• That snakebite (a neglected tropical disease) is a public health problem in India and many other low- and middle-income countries has been long known.
  • But a global estimate of deaths due to snakebite was not known till recently.
  • A study that our group, along with researchers from 21 other countries, published in Nature Communications recently estimated that a vast majority of snakebite deaths globally — up to 64,100 of the 78,600 deaths — occur in India.
  • The study also suggests that the global target of halving the number of deaths and injuries from snakebite by 2030 is unlikely to be met.
  • 80% of global deaths
  • The study used data from verbal autopsy and vital statistics (civil registration) to estimate snakebite deaths from the Global Burden of Disease 2019 study.
  • The global estimate of deaths due to snakebite comes 14 years after the previous one in 2008 and provides a more robust estimate. Before the current study, it was known that India is responsible for up to half of the global deaths due to snakebite.
  • But the current study shows snakebite deaths in India are much higher at almost 80% of the global deaths.
  • Within India, Uttar Pradesh has the highest number of deaths, estimated to be up to 16,100, followed by Madhya Pradesh (up to 5,790 deaths), and Rajasthan (up to 5,230 deaths).
  • The study estimated that the age-standardised death rate (which accounts for different age-structures in different countries, thus allowing comparison between countries) in India, at 4.0 per 1,00,000, is also among the highest globally, and many times over than the global figure of 0.8 deaths per 1,00,000.
  • Only Somalia has a higher age-standardised death rate than India at 4.5 per 1,00,000.
  • This indicates a failing health system in India and Somalia leading to high deaths in those who are bitten by venomous snakes. Within India, Chhattisgarh, Uttar Pradesh, and Rajasthan have even higher age-standardised death rates, at 6.5, 6.0, and 5.8 per 1,00,000, respectively.
  • Despite such high number of deaths each year, there is no national strategy to address the burden of snakebite in India.

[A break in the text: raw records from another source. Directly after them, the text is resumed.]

/// WebSocket RPC 错误定义

use serde::{Deserialize, Serialize};
use std::fmt;

/// RPC 错误码
#[derive(Debug, Clone, Copy, Serialize, Deserialize, PartialEq, Eq)]
pub enum RpcErrorCode {
    // 通用错误
    InvalidRequest,
    MethodNotFound,
    InvalidParams,
    InternalError,
    Timeout,
    ConnectionClosed,
    SerializationError,

    // 业务错误
    OperationNotFound,
    OperationNotAbortable,
    OperationNotRetryable,
    CommandRejected,
    ExecutorUnavailable,
}

impl RpcErrorCode {
    /// 转换为字符串码
    pub fn as_str(&self) -> &'static str {
        match self {
            Self::InvalidRequest => "INVALID_REQUEST",
            Self::MethodNotFound => "METHOD_NOT_FOUND",
            Self::InvalidParams => "INVALID_PARAMS",
            Self::InternalError => "INTERNAL_ERROR",
            Self::Timeout => "TIMEOUT",
            Self::ConnectionClosed => "CONNECTION_CLOSED",
            Self::SerializationError => "SERIALIZATION_ERROR",

            Self::OperationNotFound => "OPERATION_NOT_FOUND",
            Self::OperationNotAbortable => "OPERATION_NOT_ABORTABLE",
            Self::OperationNotRetryable => "OPERATION_NOT_RETRYABLE",
            Self::CommandRejected => "COMMAND_REJECTED",
            Self::ExecutorUnavailable => "EXECUTOR_UNAVAILABLE",
        }
    }

    /// 从字符串码还原，未知码归为内部错误
    pub fn from_code(code: &str) -> Self {
        match code {
            "INVALID_REQUEST" => Self::InvalidRequest,
            "METHOD_NOT_FOUND" => Self::MethodNotFound,
            "INVALID_PARAMS" => Self::InvalidParams,
            "TIMEOUT" => Self::Timeout,
            "CONNECTION_CLOSED" => Self::ConnectionClosed,
            "SERIALIZATION_ERROR" => Self::SerializationError,
            "OPERATION_NOT_FOUND" => Self::OperationNotFound,
            "OPERATION_NOT_ABORTABLE" => Self::OperationNotAbortable,
            "OPERATION_NOT_RETRYABLE" => Self::OperationNotRetryable,
            "COMMAND_REJECTED" => Self::CommandRejected,
            "EXECUTOR_UNAVAILABLE" => Self::ExecutorUnavailable,
            _ => Self::InternalError,
        }
    }

    /// 是否为链路层错误（连接、超时），而非执行器拒绝
    pub fn is_transport(&self) -> bool {
        matches!(
            self,
            Self::Timeout | Self::ConnectionClosed | Self::ExecutorUnavailable
        )
    }
}

impl fmt::Display for RpcErrorCode {
    fn fmt(&self, f: &mut fmt::Formatter<'_>) -> fmt::Result {
        write!(f, "{}", self.as_str())
    }
}

/// RPC 错误
#[derive(Debug, Clone)]
pub struct RpcError {
    pub code: RpcErrorCode,
    pub message: String,
    pub details: Option<serde_json::Value>,
}

impl RpcError {
    pub fn new(code: RpcErrorCode, message: impl Into<String>) -> Self {
        Self {
            code,
            message: message.into(),
            details: None,
        }
    }

    pub fn with_details(
        code: RpcErrorCode,
        message: impl Into<String>,
        details: serde_json::Value,
    ) -> Self {
        Self {
            code,
            message: message.into(),
            details: Some(details),
        }
    }

    pub fn invalid_request(message: impl Into<String>) -> Self {
        Self::new(RpcErrorCode::InvalidRequest, message)
    }

    pub fn method_not_found(method: impl Into<String>) -> Self {
        Self::new(
            RpcErrorCode::MethodNotFound,
            format!("方法不存在: {}", method.into()),
        )
    }

    pub fn invalid_params(message: impl Into<String>) -> Self {
        Self::new(RpcErrorCode::InvalidParams, message)
    }

    pub fn internal_error(message: impl Into<String>) -> Self {
        Self::new(RpcErrorCode::InternalError, message)
    }

    pub fn timeout(message: impl Into<String>) -> Self {
        Self::new(RpcErrorCode::Timeout, message)
    }

    pub fn connection_closed() -> Self {
        Self::new(RpcErrorCode::ConnectionClosed, "连接已关闭")
    }

    pub fn executor_unavailable() -> Self {
        Self::new(RpcErrorCode::ExecutorUnavailable, "执行器未连接")
    }

    pub fn serialization_error(err: impl fmt::Display) -> Self {
        Self::new(
            RpcErrorCode::SerializationError,
            format!("序列化错误: {}", err),
        )
    }

    /// 操作不存在
    pub fn operation_not_found(operation_id: i64) -> Self {
        Self::new(
            RpcErrorCode::OperationNotFound,
            format!("操作不存在: {}", operation_id),
        )
    }
}

impl fmt::Display for RpcError {
    fn fmt(&self, f: &mut fmt::Formatter<'_>) -> fmt::Result {
        write!(f, "[{}] {}", self.code, self.message)
    }
}

impl std::error::Error for RpcError {}

impl From<serde_json::Error> for RpcError {
    fn from(err: serde_json::Error) -> Self {
        Self::serialization_error(err)
    }
}

impl From<RpcError> for crate::Error {
    fn from(err: RpcError) -> Self {
        match err.code {
            RpcErrorCode::OperationNotFound => crate::Error::NotFound(err.message),
            RpcErrorCode::InvalidParams | RpcErrorCode::InvalidRequest => {
                crate::Error::InvalidArgument(err.message)
            }
            RpcErrorCode::OperationNotAbortable
            | RpcErrorCode::OperationNotRetryable
            | RpcErrorCode::CommandRejected => crate::Error::Command(err.to_string()),
            _ => crate::Error::Internal(err.to_string()),
        }
    }
}

#[cfg(test)]
mod tests {
    use super::*;

    #[test]
    fn test_code_round_trip() {
        for code in [
            RpcErrorCode::Timeout,
            RpcErrorCode::OperationNotAbortable,
            RpcErrorCode::ExecutorUnavailable,
        ] {
            assert_eq!(RpcErrorCode::from_code(code.as_str()), code);
        }
        assert_eq!(RpcErrorCode::from_code("VM_NOT_FOUND"), RpcErrorCode::InternalError);
    }

    #[test]
    fn test_into_common_error() {
        let err: crate::Error = RpcError::operation_not_found(7).into();
        assert!(matches!(err, crate::Error::NotFound(_)));

        let err: crate::Error = RpcError::new(RpcErrorCode::CommandRejected, "busy").into();
        assert!(matches!(err, crate::Error::Command(_)));
    }
}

  • Recently, there is some recognition of snakebite as a public health problem with the Indian Council of Medical Research launching a national survey to estimate the burden.
  • While this will help know the burden better, the absence of a specific national strategy to address snakebite implies there is no programme by the government to either prevent snakebite or in preventing deaths or disability in those who are bitten by venomous snakebite.
  • With such a high number of deaths due to snakebites, there is a need for a strategy focusing on snakebite prevention and strengthening of health system.
  • Preventing snakebite needs more than simple awareness programmes. This is so because snakebite at its core is due to snake-human-environment conflict tied to many socio-cultural-religious aspects.
  • As such, understanding the conflict and code signing community-based programmes for prevention of snakebites which are tested through community randomised cluster trials are required.
  • To bring down deaths, strengthening of primary healthcare in India is also required.

Focus on healthcare

  • Traditionally, there has been a lot of focus on snake antivenom availability. An analysis of system capacity for snakebite care revealed that there is a need for comprehensive strengthening of primary healthcare systems focusing on both access and quality of care across all health systems blocks, instead of a sole focus on snake antivenom availability;
  • we presented the results this month in the 21st World Congress of the International Society on Toxinology.
  • Improving primary health care is important for snakebite because it is an acute medical emergency – the care needs to be closest to people bitten by snakes.
  • With snakebite deaths globally being predominantly in India, the global target to halve snakebite deaths by 2030, cannot be attained without action in India.
  • With the new global estimates available, it might be expected that global health funders and philanthropists would invest for research and programmes on snakebite in India, such that the global target can be made.
  • Having a national strategy to address snakebite would mean that investments are towards the need of the country in health system strengthening and community-based programmes, instead of costly drugs and diagnostics whose intellectual property is held outside India or leading to vertical programmes instead of integrated strengthening.
  • Because snakebite affects the rural poor, a national strategy for snakebite brings in an equity focus which will bring cross benefits for other neglected tropical diseases, which happen in the same communities.